ACTION ITEM:
Taking the first line of the listing as the start and the line containing "let lo = lo.max(0.0);" as the end, reproduce everything in between exactly, both ends included.

INFORMATION PROVIDED:
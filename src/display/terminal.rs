//! Terminal backend for `Surface`. All terminal I/O lives here.
//!
//! The playfield is scaled onto the character grid: every cell covers
//! `width / cols` by `height / rows` playfield units.  The bottom row is kept
//! free for the controls hint.

use std::io::{self, Write};

use crossterm::{
    cursor,
    style::{self, Attribute, Color, Print},
    terminal, QueueableCommand,
};

use crate::entities::Rect;
use crate::surface::{DrawStyle, Font, Shadow, Surface, TextAlign};

const C_HINT: Color = Color::DarkGrey;
const BLOCK: &str = "█";
/// Fonts at least this large are rendered bold.
const BOLD_FONT_SIZE: f64 = 40.0;

pub struct TerminalSurface<'a, W: Write> {
    out: &'a mut W,
    cols: u16,
    /// Rows available to the playfield (terminal height minus the hint row).
    rows: u16,
    scale_x: f64,
    scale_y: f64,
    hint: Option<&'static str>,
    style: DrawStyle,
    saved: Vec<DrawStyle>,
}

impl<'a, W: Write> TerminalSurface<'a, W> {
    pub fn new(
        out: &'a mut W,
        (cols, rows): (u16, u16),
        (playfield_width, playfield_height): (f64, f64),
    ) -> Self {
        let rows = rows.saturating_sub(1);
        Self {
            out,
            cols,
            rows,
            scale_x: f64::from(cols) / playfield_width,
            scale_y: f64::from(rows) / playfield_height,
            hint: None,
            style: DrawStyle::default(),
            saved: Vec::new(),
        }
    }

    /// Text printed on the bottom row when the frame is presented.
    pub fn with_hint(mut self, hint: &'static str) -> Self {
        self.hint = Some(hint);
        self
    }

    /// Half-open cell span covered by `[start, start + len)` along one axis,
    /// clipped to `[0, cells)`.  Anything visible covers at least one cell.
    fn span(start: f64, len: f64, scale: f64, cells: u16) -> Option<(u16, u16)> {
        let lo = (start * scale).floor();
        let hi = ((start + len) * scale).ceil().max(lo + 1.0);
        let lo = lo.max(0.0);
        let hi = hi.min(f64::from(cells));
        if hi <= lo {
            return None;
        }
        Some((lo as u16, hi as u16))
    }

    /// Cell holding a text baseline at playfield `(x, y)`.
    fn text_cell(&self, x: f64, y: f64) -> (i32, i32) {
        let col = (x * self.scale_x).floor() as i32;
        let row = (y * self.scale_y).ceil() as i32 - 1;
        (col, row)
    }

    fn print_clipped(&mut self, text: &str, col: i32, row: i32, color: Color) -> io::Result<()> {
        if row < 0 || row >= i32::from(self.rows) {
            return Ok(());
        }
        let skip = usize::try_from(-col).unwrap_or(0);
        let col = col.max(0);
        let room = usize::try_from(i32::from(self.cols) - col).unwrap_or(0);
        let visible: String = text.chars().skip(skip).take(room).collect();
        if visible.is_empty() {
            return Ok(());
        }
        self.out.queue(cursor::MoveTo(col as u16, row as u16))?;
        self.out.queue(style::SetForegroundColor(color))?;
        self.out.queue(Print(visible))?;
        Ok(())
    }
}

impl<W: Write> Surface for TerminalSurface<'_, W> {
    fn clear(&mut self) -> io::Result<()> {
        self.out.queue(terminal::Clear(terminal::ClearType::All))?;
        Ok(())
    }

    fn fill_rect(&mut self, rect: Rect, color: Color) -> io::Result<()> {
        let Some((c0, c1)) = Self::span(rect.x, rect.width, self.scale_x, self.cols) else {
            return Ok(());
        };
        let Some((r0, r1)) = Self::span(rect.y, rect.height, self.scale_y, self.rows) else {
            return Ok(());
        };
        let line = BLOCK.repeat(usize::from(c1 - c0));
        self.out.queue(style::SetForegroundColor(color))?;
        for row in r0..r1 {
            self.out.queue(cursor::MoveTo(c0, row))?;
            self.out.queue(Print(&line))?;
        }
        Ok(())
    }

    fn fill_text(
        &mut self,
        text: &str,
        x: f64,
        y: f64,
        font: &Font,
        color: Color,
    ) -> io::Result<()> {
        let (mut col, row) = self.text_cell(x, y);
        if self.style.align == TextAlign::Center {
            col -= text.chars().count() as i32 / 2;
        }

        // Shadows narrower than a cell would just overprint the text.
        if let Some(shadow) = self.style.shadow {
            let dx = (shadow.offset_x * self.scale_x).round() as i32;
            let dy = (shadow.offset_y * self.scale_y).round() as i32;
            if dx != 0 || dy != 0 {
                self.print_clipped(text, col + dx, row + dy, shadow.color)?;
            }
        }

        let bold = font.size >= BOLD_FONT_SIZE;
        if bold {
            self.out.queue(style::SetAttribute(Attribute::Bold))?;
        }
        self.print_clipped(text, col, row, color)?;
        if bold {
            self.out.queue(style::SetAttribute(Attribute::NormalIntensity))?;
        }
        Ok(())
    }

    fn save(&mut self) {
        self.saved.push(self.style);
    }

    fn restore(&mut self) {
        if let Some(style) = self.saved.pop() {
            self.style = style;
        }
    }

    fn set_shadow(&mut self, shadow: Option<Shadow>) {
        self.style.shadow = shadow;
    }

    fn set_text_align(&mut self, align: TextAlign) {
        self.style.align = align;
    }

    fn present(&mut self) -> io::Result<()> {
        if let Some(hint) = self.hint {
            self.out.queue(cursor::MoveTo(1, self.rows))?;
            self.out.queue(style::SetForegroundColor(C_HINT))?;
            self.out.queue(Print(hint))?;
        }
        // Park cursor in a harmless spot and flush
        self.out.queue(style::ResetColor)?;
        self.out.queue(cursor::MoveTo(0, self.rows))?;
        self.out.flush()
    }
}

#[cfg(test)]
mod tests {
    use super::*;

    fn surface(buf: &mut Vec<u8>) -> TerminalSurface<'_, Vec<u8>> {
        // 50 x 26 terminal → 50 x 25 playfield cells, 10 units per cell
        TerminalSurface::new(buf, (50, 26), (500.0, 250.0))
    }

    #[test]
    fn span_covers_partial_cells() {
        let mut buf = Vec::new();
        let s = surface(&mut buf);
        assert_eq!(
            TerminalSurface::<Vec<u8>>::span(15.0, 10.0, s.scale_x, s.cols),
            Some((1, 3))
        );
    }

    #[test]
    fn tiny_rect_still_covers_one_cell() {
        assert_eq!(
            TerminalSurface::<Vec<u8>>::span(100.0, 0.5, 0.1, 50),
            Some((10, 11))
        );
    }

    #[test]
    fn offscreen_rect_is_clipped_away() {
        assert_eq!(TerminalSurface::<Vec<u8>>::span(-50.0, 20.0, 0.1, 50), None);
        assert_eq!(TerminalSurface::<Vec<u8>>::span(600.0, 20.0, 0.1, 50), None);
    }

    #[test]
    fn partially_offscreen_rect_is_clipped() {
        assert_eq!(
            TerminalSurface::<Vec<u8>>::span(-15.0, 30.0, 0.1, 50),
            Some((0, 2))
        );
    }

    #[test]
    fn fill_text_writes_visible_text() {
        let mut buf = Vec::new();
        {
            let mut s = surface(&mut buf);
            s.fill_text("Score: 3", 20.0, 40.0, &Font::new(25.0, "Helvetica"), Color::White)
                .unwrap();
            s.present().unwrap();
        }
        let written = String::from_utf8_lossy(&buf);
        assert!(written.contains("Score: 3"));
    }

    #[test]
    fn text_outside_playfield_is_dropped() {
        let mut buf = Vec::new();
        {
            let mut s = surface(&mut buf);
            s.fill_text("gone", 20.0, -40.0, &Font::new(25.0, "Helvetica"), Color::White)
                .unwrap();
        }
        assert!(!String::from_utf8_lossy(&buf).contains("gone"));
    }

    #[test]
    fn restore_reinstates_saved_alignment() {
        let mut buf = Vec::new();
        let mut s = surface(&mut buf);
        s.save();
        s.set_text_align(TextAlign::Center);
        s.restore();
        assert_eq!(s.style.align, TextAlign::Left);
    }
}
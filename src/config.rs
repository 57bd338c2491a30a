//! Game tunables, loaded from an optional TOML file.
//!
//! Every field has a default matching the reference game, so a config file
//! only needs to list the values it overrides.

use std::fs;
use std::path::Path;

use serde::{Deserialize, Serialize};

use crate::error::Error;

#[derive(Debug, Clone, PartialEq, Serialize, Deserialize)]
#[serde(default)]
pub struct GameConfig {
    /// Playfield width in canvas units.
    pub width: f64,
    /// Playfield height in canvas units.
    pub height: f64,
    /// Milliseconds between enemy spawns.
    pub enemy_interval: f64,
    pub starting_ammo: u32,
    pub max_ammo: u32,
    /// Milliseconds between ammo refills.
    pub ammo_interval: f64,
    /// The session is won once the score strictly exceeds this.
    pub winning_score: u32,
    /// Milliseconds until the session is lost.
    pub time_limit: f64,
}

impl Default for GameConfig {
    fn default() -> Self {
        Self {
            width: 500.0,
            height: 500.0,
            enemy_interval: 1000.0,
            starting_ammo: 20,
            max_ammo: 50,
            ammo_interval: 500.0,
            winning_score: 10,
            time_limit: 15_000.0,
        }
    }
}

impl GameConfig {
    /// Load settings from a TOML file and validate them.
    pub fn load(path: &Path) -> Result<Self, Error> {
        let content = fs::read_to_string(path).map_err(|source| Error::ConfigRead {
            path: path.display().to_string(),
            source,
        })?;
        let config = Self::from_toml(&content)?;
        tracing::info!(path = %path.display(), "loaded game config");
        Ok(config)
    }

    pub fn from_toml(content: &str) -> Result<Self, Error> {
        let config: Self = toml::from_str(content)?;
        config.validate()?;
        Ok(config)
    }

    pub fn validate(&self) -> Result<(), Error> {
        let positive = [
            ("width", self.width),
            ("height", self.height),
            ("enemy_interval", self.enemy_interval),
            ("ammo_interval", self.ammo_interval),
            ("time_limit", self.time_limit),
        ];
        for (field, value) in positive {
            if !(value.is_finite() && value > 0.0) {
                return Err(Error::InvalidConfig(format!(
                    "{field} must be a positive number, got {value}"
                )));
            }
        }
        if self.starting_ammo > self.max_ammo {
            return Err(Error::InvalidConfig(format!(
                "starting_ammo ({}) exceeds max_ammo ({})",
                self.starting_ammo, self.max_ammo
            )));
        }
        Ok(())
    }
}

ANSWER TO THIS EXERCISE:
filename src/display/terminal.rs
//! Terminal backend for `Surface`. All terminal I/O lives here.
//!
//! The playfield is scaled onto the character grid: every cell covers
//! `width / cols` by `height / rows` playfield units.  The bottom row is kept
//! free for the controls hint.

use std::io::{self, Write};

use crossterm::{
    cursor,
    style::{self, Attribute, Color, Print},
    terminal, QueueableCommand,
};

use crate::entities::Rect;
use crate::surface::{DrawStyle, Font, Shadow, Surface, TextAlign};

const C_HINT: Color = Color::DarkGrey;
const BLOCK: &str = "█";
/// Fonts at least this large are rendered bold.
const BOLD_FONT_SIZE: f64 = 40.0;

pub struct TerminalSurface<'a, W: Write> {
    out: &'a mut W,
    cols: u16,
    /// Rows available to the playfield (terminal height minus the hint row).
    rows: u16,
    scale_x: f64,
    scale_y: f64,
    hint: Option<&'static str>,
    style: DrawStyle,
    saved: Vec<DrawStyle>,
}

impl<'a, W: Write> TerminalSurface<'a, W> {
    pub fn new(
        out: &'a mut W,
        (cols, rows): (u16, u16),
        (playfield_width, playfield_height): (f64, f64),
    ) -> Self {
        let rows = rows.saturating_sub(1);
        Self {
            out,
            cols,
            rows,
            scale_x: f64::from(cols) / playfield_width,
            scale_y: f64::from(rows) / playfield_height,
            hint: None,
            style: DrawStyle::default(),
            saved: Vec::new(),
        }
    }

    /// Text printed on the bottom row when the frame is presented.
    pub fn with_hint(mut self, hint: &'static str) -> Self {
        self.hint = Some(hint);
        self
    }

    /// Half-open cell span covered by `[start, start + len)` along one axis,
    /// clipped to `[0, cells)`.  Anything visible covers at least one cell.
    fn span(start: f64, len: f64, scale: f64, cells: u16) -> Option<(u16, u16)> {
        let lo = (start * scale).floor();
        let hi = ((start + len) * scale).ceil().max(lo + 1.0);
        let lo = lo.max(0.0);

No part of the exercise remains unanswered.